On peut penser que les délégués qui ont voté ces statuts avaient en tête la nomination par le gouvernement au poste de commandant en chef de la garde nationale du général d’Aurelle de Paladines. Ce vieil aristocrate monarchiste avait alors annoncé sa feuille de route : « J’ai la ferme volonté de réprimer avec énergie tout ce qui pourrait porter atteinte à la tranquillité de Ia cité ». Douze jours plus tard, le Comité central unique est constitué. Désormais les gardes nationaux ne reconnaissent que son autorité. Le principe de révocabilité est appliqué à tous les échelons et le Comité central en devient l’organisation fédératrice. L’assemblée générale est composée des délégués de chaque compagnie, sans distinction de grades, les officiers élisant quant à eux leurs propres délégués. Les commandants en sont membres de droit.
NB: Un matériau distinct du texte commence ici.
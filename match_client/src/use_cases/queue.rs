// Hand-off from the connection's delivery task to the simulation loop.

use crate::domain::BoxError;
use std::panic::{AssertUnwindSafe, catch_unwind};
use std::sync::{Mutex, MutexGuard, PoisonError};
use tracing::{error, warn};

pub type ActionResult = Result<(), BoxError>;

/// Deferred work that runs on the simulation thread against its context.
pub type PendingAction<C> = Box<dyn FnOnce(&mut C) -> ActionResult + Send>;

/// Outcome of one drain.
#[derive(Debug, Clone, Copy, Default, PartialEq, Eq)]
pub struct DrainReport {
    pub executed: usize,
    pub failed: usize,
}

/// Lock-protected FIFO of pending actions.
///
/// `enqueue` may be called from any thread. `drain_and_execute_all` belongs to
/// the simulation thread: it swaps the pending list out under the lock and runs
/// it outside the lock, so actions are free to enqueue more work.
pub struct MainThreadQueue<C> {
    pending: Mutex<Vec<PendingAction<C>>>,
}

impl<C> Default for MainThreadQueue<C> {
    fn default() -> Self {
        Self::new()
    }
}

impl<C> MainThreadQueue<C> {
    pub fn new() -> Self {
        Self {
            pending: Mutex::new(Vec::new()),
        }
    }

    pub fn enqueue<F>(&self, action: F)
    where
        F: FnOnce(&mut C) -> ActionResult + Send + 'static,
    {
        self.lock().push(Box::new(action));
    }

    pub fn len(&self) -> usize {
        self.lock().len()
    }

    pub fn is_empty(&self) -> bool {
        self.lock().is_empty()
    }

    /// Runs every action queued so far, in enqueue order, exactly once.
    /// Work enqueued while draining waits for the next drain.
    pub fn drain_and_execute_all(&self, ctx: &mut C) -> DrainReport {
        let actions = std::mem::take(&mut *self.lock());
        let mut report = DrainReport::default();

        for action in actions {
            report.executed += 1;
            match catch_unwind(AssertUnwindSafe(|| action(ctx))) {
                Ok(Ok(())) => {}
                Ok(Err(err)) => {
                    report.failed += 1;
                    warn!(error = %err, "queued action failed");
                }
                Err(_) => {
                    report.failed += 1;
                    error!("queued action panicked");
                }
            }
        }

        report
    }

    // Only push and take happen under the lock, so a poisoned guard still
    // holds a consistent list.
    fn lock(&self) -> MutexGuard<'_, Vec<PendingAction<C>>> {
        self.pending.lock().unwrap_or_else(PoisonError::into_inner)
    }
}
Le 18 mars, c’est l’insurrection. Le gouvernement décide de reprendre les 271 canons et 146 mitrailleuses de la garde nationale. Il faut couper les mains de cette armée séditieuse qui entend faire obstacle à la politique de capitulation du gouvernement devant l’ennemi prussien. Cette tentative est mise en échec par le peuple de Paris, appuyée par la garde nationale. Des bâtiments officiels sont pris (Préfecture de police, ministère de la Justice). Thiers s’enfuit de Paris. Des membres du Comité central se précipitent à l’Hôtel de Ville et tiennent une réunion. Doivent-ils prendre le pouvoir ? Ils disposent de la force armée. Ils décident de rester à l’Hôtel de Ville le temps d’organiser des élections qui sont prévues au plus tôt pour le 22 mars, elles auront lieu finalement le 26. Le 28 mars, les élections passées, la Commune de Paris proclamée, le Comité central se retire et cède sa place au nouveau gouvernement communal.
Femmes en armes
Comme précédemment pendant la Révolution française, les femmes revendiquent le droit de porter des armes pour la défense de l’œuvre sociale en cours. Le 11 avril, l’Union des femmes pour la défense de Paris et les soins aux blessés est fondée notamment par Nathalie Le Mel et Élisabeth Dmitrieff, Marceline Leloup, Aline Jacquier, Thérèse Collin, Aglaé Jarry et Blanche Lefevre. Le même jour, l’Union par voie d’affiches, sur les murs de Paris, déclare que «toute inégalité et tout antagonisme entre les sexes, constituent une des bases du pouvoir des classes gouvernantes». Rappelons que les femmes ne sont ni électrices ni éligibles, cependant, elles sont présentes et actives dans les institutions sociales et politiques de la Commune. Lors de la création de l’Union Elisabeth Dmitrieff avait proposé la formation d’une ligue militaire des ouvrières de Paris. Plus tard, au club de Saint-Sévrin, la proposition de la formation d’un bataillon de femmes est applaudie, y compris par les hommes présents dans l’assemblée. Le 12 avril 1871, André Léo, membre du Comité des citoyennes du 17e arrondissement, déclare «…Paris est loin d’avoir trop de combattants ; … le concours des femmes devient nécessaire. A elles de donner le signal d’un de ces élans sublimes… On les sait anxieuses, enthousiastes, ardentes… à se donner tout entières (les femmes du peuple surtout) à la grande cause de Paris. Qu’elles entrent donc d’action dans la lutte autant qu’elles y sont de cœur… Louise Michel, Mme de Rochebrune, bien d’autres, ont déjà donné l’exemple … Que le général Cluseret ouvre donc immédiatement trois registres sous ces titres : Action armée, Postes de secours aux blessés ; fourneaux ambulants. Les femmes s’inscriront en foule … »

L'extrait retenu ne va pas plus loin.